====== RECORDS FOR THE EXERCISE

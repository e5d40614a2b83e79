//! Westgard multi-rules for detecting analytical error in control runs.
//!
//! Every rule is a pure predicate over the z-scores of the last K
//! measurements. Rules are evaluated independently after each push, so a
//! single run can trigger several rules at once; all of them are reported.
//! A rule that needs K points is silently skipped while the window holds
//! fewer than K.
//!
//! All thresholds use strict comparison: `|z| == 2.0` does not exceed 2s.
//! Comparisons carry a tolerance of [`TIE_TOLERANCE`] so a measurement
//! sitting exactly on a limit stays on it after floating-point division,
//! whichever side of the target it lies on.
//!
//! # References
//!
//! - Westgard, J.O., Barry, P.L., Hunt, M.R., Groth, T. (1981). "A Multi-Rule
//!   Shewhart Chart for Quality Control in Clinical Chemistry",
//!   *Clinical Chemistry* 27(3), pp. 493-501.
//! - Westgard, J.O. (2002). *Basic QC Practices*, 2nd ed., Westgard QC.

use serde::{Deserialize, Serialize};

use super::chart::{RuleId, Severity, Violation};
use super::window::MeasurementWindow;
use crate::config::AnalyteProfile;

/// Trait for applying a set of run rules to a measurement window.
///
/// Implementations inspect the window as it stands after the latest push and
/// report violations attributed to the latest run.
pub trait RunRule {
    /// Check the window and return every violation triggered by its latest point.
    fn check(&self, window: &MeasurementWindow, profile: &AnalyteProfile) -> Vec<Violation>;
}

/// One Westgard rule.
///
/// Serialized by its conventional short name (`"1-3s"`, `"10-x"`, ...).
#[derive(Debug, Clone, Copy, PartialEq, Eq, Hash, PartialOrd, Ord, Serialize, Deserialize)]
pub enum WestgardRule {
    /// Latest |z| > 2 (warning rule).
    #[serde(rename = "1-2s")]
    OneTwoS,
    /// Latest |z| > 3.
    #[serde(rename = "1-3s")]
    OneThreeS,
    /// Last 2 beyond 2s on the same side.
    #[serde(rename = "2-2s")]
    TwoTwoS,
    /// 2 of the last 3 beyond 2s on the same side.
    #[serde(rename = "2-3s")]
    TwoOfThreeTwoS,
    /// Range between the last 2 exceeds 4s.
    #[serde(rename = "R-4s")]
    RFourS,
    /// Last 3 beyond 1s on the same side.
    #[serde(rename = "3-1s")]
    ThreeOneS,
    /// Last 4 beyond 1s on the same side.
    #[serde(rename = "4-1s")]
    FourOneS,
    /// Last 6 on the same side of the mean.
    #[serde(rename = "6-x")]
    SixX,
    /// At least 6 of the last 7 on the same side of the mean.
    #[serde(rename = "6/7-x")]
    SixOfSevenX,
    /// Last 7 steadily increasing or decreasing.
    #[serde(rename = "7-T")]
    SevenT,
    /// Last 8 outside the ±1s band (either side).
    #[serde(rename = "8-x")]
    EightX,
    /// Last 8 alternating up and down.
    #[serde(rename = "8-alt")]
    EightAlternating,
    /// Last 9 on the same side of the mean.
    #[serde(rename = "9-x")]
    NineX,
    /// Last 10 on the same side of the mean.
    #[serde(rename = "10-x")]
    TenX,
    /// Last 12 on the same side of the mean.
    #[serde(rename = "12-x")]
    TwelveX,
}

impl WestgardRule {
    /// Every rule, in evaluation order.
    pub const ALL: [WestgardRule; 15] = [
        WestgardRule::OneTwoS,
        WestgardRule::OneThreeS,
        WestgardRule::TwoTwoS,
        WestgardRule::TwoOfThreeTwoS,
        WestgardRule::RFourS,
        WestgardRule::ThreeOneS,
        WestgardRule::FourOneS,
        WestgardRule::SixX,
        WestgardRule::SixOfSevenX,
        WestgardRule::SevenT,
        WestgardRule::EightX,
        WestgardRule::EightAlternating,
        WestgardRule::NineX,
        WestgardRule::TenX,
        WestgardRule::TwelveX,
    ];

    pub fn id(&self) -> &'static str {
        match self {
            WestgardRule::OneTwoS => "1-2s",
            WestgardRule::OneThreeS => "1-3s",
            WestgardRule::TwoTwoS => "2-2s",
            WestgardRule::TwoOfThreeTwoS => "2-3s",
            WestgardRule::RFourS => "R-4s",
            WestgardRule::ThreeOneS => "3-1s",
            WestgardRule::FourOneS => "4-1s",
            WestgardRule::SixX => "6-x",
            WestgardRule::SixOfSevenX => "6/7-x",
            WestgardRule::SevenT => "7-T",
            WestgardRule::EightX => "8-x",
            WestgardRule::EightAlternating => "8-alt",
            WestgardRule::NineX => "9-x",
            WestgardRule::TenX => "10-x",
            WestgardRule::TwelveX => "12-x",
        }
    }

    pub fn severity(&self) -> Severity {
        match self {
            WestgardRule::OneThreeS
            | WestgardRule::TwoTwoS
            | WestgardRule::RFourS
            | WestgardRule::FourOneS
            | WestgardRule::TenX
            | WestgardRule::TwelveX => Severity::Critical,
            WestgardRule::OneTwoS
            | WestgardRule::TwoOfThreeTwoS
            | WestgardRule::ThreeOneS
            | WestgardRule::SixX
            | WestgardRule::SixOfSevenX
            | WestgardRule::SevenT
            | WestgardRule::EightX
            | WestgardRule::EightAlternating
            | WestgardRule::NineX => Severity::Warning,
        }
    }

    /// Number of consecutive points the rule looks at.
    pub fn required_points(&self) -> usize {
        match self {
            WestgardRule::OneTwoS | WestgardRule::OneThreeS => 1,
            WestgardRule::TwoTwoS | WestgardRule::RFourS => 2,
            WestgardRule::TwoOfThreeTwoS | WestgardRule::ThreeOneS => 3,
            WestgardRule::FourOneS => 4,
            WestgardRule::SixX => 6,
            WestgardRule::SixOfSevenX | WestgardRule::SevenT => 7,
            WestgardRule::EightX | WestgardRule::EightAlternating => 8,
            WestgardRule::NineX => 9,
            WestgardRule::TenX => 10,
            WestgardRule::TwelveX => 12,
        }
    }

    pub fn description(&self) -> &'static str {
        match self {
            WestgardRule::OneTwoS => "Single value exceeds ±2 SD",
            WestgardRule::OneThreeS => "Single value exceeds ±3 SD",
            WestgardRule::TwoTwoS => "Two consecutive values exceed ±2 SD on the same side",
            WestgardRule::TwoOfThreeTwoS => "Two of three values exceed ±2 SD on the same side",
            WestgardRule::RFourS => "Range between consecutive values exceeds 4 SD",
            WestgardRule::ThreeOneS => "Three consecutive values exceed ±1 SD on the same side",
            WestgardRule::FourOneS => "Four consecutive values exceed ±1 SD on the same side",
            WestgardRule::SixX => "Six consecutive values on the same side of the mean",
            WestgardRule::SixOfSevenX => "Six of seven values on the same side of the mean",
            WestgardRule::SevenT => "Seven consecutive values trending in one direction",
            WestgardRule::EightX => "Eight consecutive values avoid the ±1 SD band",
            WestgardRule::EightAlternating => "Eight consecutive values alternating up and down",
            WestgardRule::NineX => "Nine consecutive values on the same side of the mean",
            WestgardRule::TenX => "Ten consecutive values on the same side of the mean",
            WestgardRule::TwelveX => "Twelve consecutive values on the same side of the mean",
        }
    }

    pub fn recommended_action(&self) -> &'static str {
        match self {
            WestgardRule::OneTwoS => "WARNING - Inspect remaining rules before accepting run",
            WestgardRule::OneThreeS => "REJECT run - Random error",
            WestgardRule::TwoTwoS => "REJECT run - Systematic error",
            WestgardRule::TwoOfThreeTwoS => "WARNING - Possible systematic error",
            WestgardRule::RFourS => "REJECT run - High random error",
            WestgardRule::ThreeOneS => "WARNING - Developing systematic shift",
            WestgardRule::FourOneS => "REJECT run - Systematic shift",
            WestgardRule::SixX => "WARNING - Possible bias",
            WestgardRule::SixOfSevenX => "WARNING - Potential bias",
            WestgardRule::SevenT => "WARNING - Systematic trend",
            WestgardRule::EightX => "WARNING - Increased variability",
            WestgardRule::EightAlternating => "WARNING - Check for systematic variation",
            WestgardRule::NineX => "WARNING - Sustained bias",
            WestgardRule::TenX => "REJECT run - Systematic bias",
            WestgardRule::TwelveX => "REJECT run - Persistent systematic bias",
        }
    }

    /// Applies the rule to exactly `required_points()` z-scores, oldest first.
    ///
    /// Returns `false` for a slice of any other length.
    pub fn check(&self, z: &[f64]) -> bool {
        if z.len() != self.required_points() {
            return false;
        }
        let last = z[z.len() - 1];
        match self {
            WestgardRule::OneTwoS => exceeds(last.abs(), 2.0),
            WestgardRule::OneThreeS => exceeds(last.abs(), 3.0),
            WestgardRule::TwoTwoS | WestgardRule::ThreeOneS | WestgardRule::FourOneS => {
                let limit = if *self == WestgardRule::TwoTwoS { 2.0 } else { 1.0 };
                all_beyond_same_side(z, limit)
            }
            WestgardRule::TwoOfThreeTwoS => at_least_beyond_same_side(z, 2.0, 2),
            WestgardRule::RFourS => exceeds((last - z[0]).abs(), 4.0),
            WestgardRule::SixOfSevenX => at_least_beyond_same_side(z, 0.0, 6),
            WestgardRule::SevenT => {
                z.windows(2).all(|w| w[1] > w[0]) || z.windows(2).all(|w| w[1] < w[0])
            }
            WestgardRule::EightX => z.iter().all(|v| exceeds(v.abs(), 1.0)),
            WestgardRule::EightAlternating => alternating(z),
            WestgardRule::SixX
            | WestgardRule::NineX
            | WestgardRule::TenX
            | WestgardRule::TwelveX => all_beyond_same_side(z, 0.0),
        }
    }

    /// The statistic reported with a violation of this rule.
    fn statistic(&self, z: &[f64]) -> f64 {
        let last = z[z.len() - 1];
        match self {
            WestgardRule::RFourS => last - z[0],
            _ => last,
        }
    }
}

/// Slack absorbed by every limit comparison, in z units.
pub const TIE_TOLERANCE: f64 = 1e-9;

/// `v` is strictly past `limit` by more than [`TIE_TOLERANCE`].
fn exceeds(v: f64, limit: f64) -> bool {
    v > limit + TIE_TOLERANCE
}

/// Every value beyond `+limit`, or every value beyond `-limit`.
fn all_beyond_same_side(z: &[f64], limit: f64) -> bool {
    z.iter().all(|&v| exceeds(v, limit)) || z.iter().all(|&v| exceeds(-v, limit))
}

/// At least `count` values beyond `+limit`, or at least `count` beyond `-limit`.
fn at_least_beyond_same_side(z: &[f64], limit: f64, count: usize) -> bool {
    let above = z.iter().filter(|&&v| exceeds(v, limit)).count();
    let below = z.iter().filter(|&&v| exceeds(-v, limit)).count();
    above >= count || below >= count
}

/// Every step changes direction; a flat step breaks the pattern.
fn alternating(z: &[f64]) -> bool {
    let dirs: Vec<i8> = z
        .windows(2)
        .map(|w| {
            if w[1] > w[0] {
                1
            } else if w[1] < w[0] {
                -1
            } else {
                0
            }
        })
        .collect();
    dirs.iter().all(|&d| d != 0) && dirs.windows(2).all(|d| d[1] == -d[0])
}

/// A configurable subset of the Westgard rules.
///
/// # Examples
///
/// ```
/// use u_labqc::config::AnalyteProfile;
/// use u_labqc::spc::{Measurement, MeasurementWindow, RunRule, WestgardRules};
///
/// let profile = AnalyteProfile::new("creatinine", 1.0, 0.05, 15.0).unwrap();
/// let mut window = MeasurementWindow::new("creatinine", 100).unwrap();
/// window.push(Measurement::new("creatinine", 1, 1.175)).unwrap();
///
/// let violations = WestgardRules::all().check(&window, &profile);
/// let ids: Vec<&str> = violations.iter().map(|v| v.rule_id.as_str()).collect();
/// assert_eq!(ids, vec!["1-2s", "1-3s"]);
/// ```
#[derive(Debug, Clone, PartialEq)]
pub struct WestgardRules {
    rules: Vec<WestgardRule>,
}

impl WestgardRules {
    /// The full rule table.
    pub fn all() -> Self {
        Self::new(WestgardRule::ALL.to_vec())
    }

    /// A custom rule set; duplicates are dropped, order is preserved.
    pub fn new(rules: Vec<WestgardRule>) -> Self {
        let mut unique = Vec::with_capacity(rules.len());
        for rule in rules {
            if !unique.contains(&rule) {
                unique.push(rule);
            }
        }
        Self { rules: unique }
    }

    pub fn rules(&self) -> &[WestgardRule] {
        &self.rules
    }

    /// Longest look-back among the enabled rules.
    pub fn max_required_points(&self) -> usize {
        self.rules
            .iter()
            .map(WestgardRule::required_points)
            .max()
            .unwrap_or(0)
    }
}

impl Default for WestgardRules {
    fn default() -> Self {
        Self::all()
    }
}

impl RunRule for WestgardRules {
    /// Z-scores are computed once for the longest look-back, then each
    /// enabled rule is handed the suffix it needs.
    ///
    /// # Complexity
    ///
    /// Time: O(r · k) for r rules with look-back at most k
    fn check(&self, window: &MeasurementWindow, profile: &AnalyteProfile) -> Vec<Violation> {
        let latest = match window.latest() {
            Some(m) => m,
            None => return Vec::new(),
        };

        let span = self.max_required_points().min(window.len());
        let z: Vec<f64> = window
            .iter()
            .skip(window.len() - span)
            .map(|m| profile.z_score(m.value))
            .collect();

        let mut violations = Vec::new();
        for rule in &self.rules {
            let k = rule.required_points();
            if k > z.len() {
                continue;
            }
            let tail = &z[z.len() - k..];
            if rule.check(tail) {
                let statistic = rule.statistic(tail);
                violations.push(Violation {
                    analyte_id: latest.analyte_id.clone(),
                    run_index: latest.run_index,
                    rule_id: RuleId::Westgard(*rule),
                    severity: rule.severity(),
                    description: format!("{} (z = {:.2})", rule.description(), z[z.len() - 1]),
                    recommended_action: rule.recommended_action().to_string(),
                    statistic,
                });
            }
        }
        violations
    }
}


#[cfg(test)]
mod proptests {
    use super::*;
    use crate::spc::chart::Measurement;
    use proptest::prelude::*;

    proptest! {
        #[test]
        fn rules_never_fire_before_enough_history(
            z in proptest::collection::vec(-5.0_f64..5.0, 1..30),
        ) {
            let profile = AnalyteProfile::new("x", 0.0, 1.0, 10.0).expect("valid profile");
            let mut w = MeasurementWindow::new("x", 100).expect("valid capacity");
            for (i, &zi) in z.iter().enumerate() {
                w.push(Measurement::new("x", i as u64, zi)).expect("in order");
                for v in WestgardRules::all().check(&w, &profile) {
                    if let RuleId::Westgard(rule) = v.rule_id {
                        prop_assert!(rule.required_points() <= w.len(),
                            "{} fired with {} points", rule.id(), w.len());
                    }
                }
            }
        }
    }
}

============

TO DO
Report each line in the data that holds the word "exactly".

SOLUTION FOR THIS EXERCISE
//! sitting exactly on a limit stays on it after floating-point division,
    /// Applies the rule to exactly `required_points()` z-scores, oldest first.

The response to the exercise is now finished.